> WHAT IS NEEDED:
Retype each record exactly, please. Skip none.

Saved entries
--- --- ---
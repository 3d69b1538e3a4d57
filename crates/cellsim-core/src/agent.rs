//! Agent capability interface and the bookkeeping every agent carries.

use crate::AgentId;
use crate::movement::Movement;
use crate::vector::Vector3;

/// Read-side capabilities exposed to the environment and to rendering/analysis collaborators.
pub trait Agent {
    fn core(&self) -> &AgentCore;

    fn id(&self) -> AgentId {
        self.core().id
    }

    fn position(&self) -> Vector3 {
        self.core().position
    }

    fn is_deleted(&self) -> bool {
        self.core().deleted
    }

    /// Name of the current biological state, if the agent has one.
    fn current_state_name(&self) -> Option<&str> {
        None
    }

    /// Scene description for external renderers; concrete shapes override this.
    fn external_representation(&self) -> Option<String> {
        None
    }
}

/// Identity, kinematics and lifecycle flags shared by all agents.
#[derive(Debug, Clone, PartialEq)]
pub struct AgentCore {
    pub(crate) id: AgentId,
    pub(crate) position: Vector3,
    pub(crate) previous_position: Vector3,
    pub(crate) initial_position: Vector3,
    pub(crate) initial_time: f64,
    pub(crate) current_shift: Vector3,
    pub(crate) position_shift_allowed: bool,
    pub(crate) deleted: bool,
    pub(crate) movement: Movement,
    pub(crate) passive_movement: Movement,
}

impl AgentCore {
    #[must_use]
    pub fn new(
        id: AgentId,
        position: Vector3,
        initial_time: f64,
        movement: Movement,
        passive_movement: Movement,
    ) -> Self {
        Self {
            id,
            position,
            previous_position: position,
            initial_position: position,
            initial_time,
            current_shift: Vector3::ZERO,
            position_shift_allowed: true,
            deleted: false,
            movement,
            passive_movement,
        }
    }

    #[must_use]
    pub const fn id(&self) -> AgentId {
        self.id
    }

    #[must_use]
    pub const fn position(&self) -> Vector3 {
        self.position
    }

    #[must_use]
    pub const fn previous_position(&self) -> Vector3 {
        self.previous_position
    }

    #[must_use]
    pub const fn initial_position(&self) -> Vector3 {
        self.initial_position
    }

    #[must_use]
    pub const fn initial_time(&self) -> f64 {
        self.initial_time
    }

    /// Last applied displacement.
    #[must_use]
    pub const fn current_shift(&self) -> Vector3 {
        self.current_shift
    }

    #[must_use]
    pub const fn position_shift_allowed(&self) -> bool {
        self.position_shift_allowed
    }

    #[must_use]
    pub const fn is_deleted(&self) -> bool {
        self.deleted
    }

    #[must_use]
    pub fn movement(&self) -> &Movement {
        &self.movement
    }

    #[must_use]
    pub fn passive_movement(&self) -> &Movement {
        &self.passive_movement
    }

    #[must_use]
    pub fn lifetime(&self, current_time: f64) -> f64 {
        current_time - self.initial_time
    }

    /// Vector from this agent to `other`.
    #[must_use]
    pub fn effective_connection(&self, other: Vector3) -> Vector3 {
        other - self.position
    }

    /// Restart the lifecycle at `position` under a fresh id.
    pub(crate) fn reset(&mut self, id: AgentId, position: Vector3, current_time: f64) {
        self.id = id;
        self.position = position;
        self.previous_position = position;
        self.initial_position = position;
        self.initial_time = current_time;
        self.current_shift = Vector3::ZERO;
    }
}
--- --- ---
> RESPONSE TO THIS TASK:
repository 3d69b1538e3a4d57
filename crates/cellsim-core/src/agent.rs
//! Agent capability interface and the bookkeeping every agent carries.

use crate::AgentId;
use crate::movement::Movement;
use crate::vector::Vector3;

/// Read-side capabilities exposed to the environment and to rendering/analysis collaborators.
pub trait Agent {
    fn core(&self) -> &AgentCore;

    fn id(&self) -> AgentId {
        self.core().id
    }

    fn position(&self) -> Vector3 {
        self.core().position
    }

    fn is_deleted(&self) -> bool {
        self.core().deleted
    }

    /// Name of the current biological state, if the agent has one.
    fn current_state_name(&self) -> Option<&str> {
        None
    }

    /// Scene description for external renderers; concrete shapes override this.
    fn external_representation(&self) -> Option<String> {
        None
    }
}

/// Identity, kinematics and lifecycle flags shared by all agents.
#[derive(Debug, Clone, PartialEq)]
pub struct AgentCore {
    pub(crate) id: AgentId,
    pub(crate) position: Vector3,
    pub(crate) previous_position: Vector3,
    pub(crate) initial_position: Vector3,
    pub(crate) initial_time: f64,
    pub(crate) current_shift: Vector3,
    pub(crate) position_shift_allowed: bool,
    pub(crate) deleted: bool,
    pub(crate) movement: Movement,
    pub(crate) passive_movement: Movement,
}

impl AgentCore {
    #[must_use]
    pub fn new(
        id: AgentId,
        position: Vector3,
        initial_time: f64,
        movement: Movement,
        passive_movement: Movement,
    ) -> Self {
        Self {
            id,
            position,
            previous_position: position,
            initial_position: position,
            initial_time,
            current_shift: Vector3::ZERO,
            position_shift_allowed: true,
            deleted: false,
            movement,
            passive_movement,
        }
    }

    #[must_use]
    pub const fn id(&self) -> AgentId {
        self.id
    }

    #[must_use]
    pub const fn position(&self) -> Vector3 {
        self.position
    }

    #[must_use]
    pub const fn previous_position(&self) -> Vector3 {
        self.previous_position
    }

    #[must_use]
    pub const fn initial_position(&self) -> Vector3 {
        self.initial_position
    }

    #[must_use]
    pub const fn initial_time(&self) -> f64 {
        self.initial_time
    }

    /// Last applied displacement.
    #[must_use]
    pub const fn current_shift(&self) -> Vector3 {
        self.current_shift
    }

    #[must_use]
    pub const fn position_shift_allowed(&self) -> bool {
        self.position_shift_allowed
    }

    #[must_use]
    pub const fn is_deleted(&self) -> bool {
        self.deleted
    }

    #[must_use]
    pub fn movement(&self) -> &Movement {
        &self.movement
    }

    #[must_use]
    pub fn passive_movement(&self) -> &Movement {
        &self.passive_movement
    }

    #[must_use]
    pub fn lifetime(&self, current_time: f64) -> f64 {
        current_time - self.initial_time
    }

    /// Vector from this agent to `other`.
    #[must_use]
    pub fn effective_connection(&self, other: Vector3) -> Vector3 {
        other - self.position
    }

    /// Restart the lifecycle at `position` under a fresh id.
    pub(crate) fn reset(&mut self, id: AgentId, position: Vector3, current_time: f64) {
        self.id = id;
        self.position = position;
        self.previous_position = position;
        self.initial_position = position;
        self.initial_time = current_time;
        self.current_shift = Vector3::ZERO;
    }
}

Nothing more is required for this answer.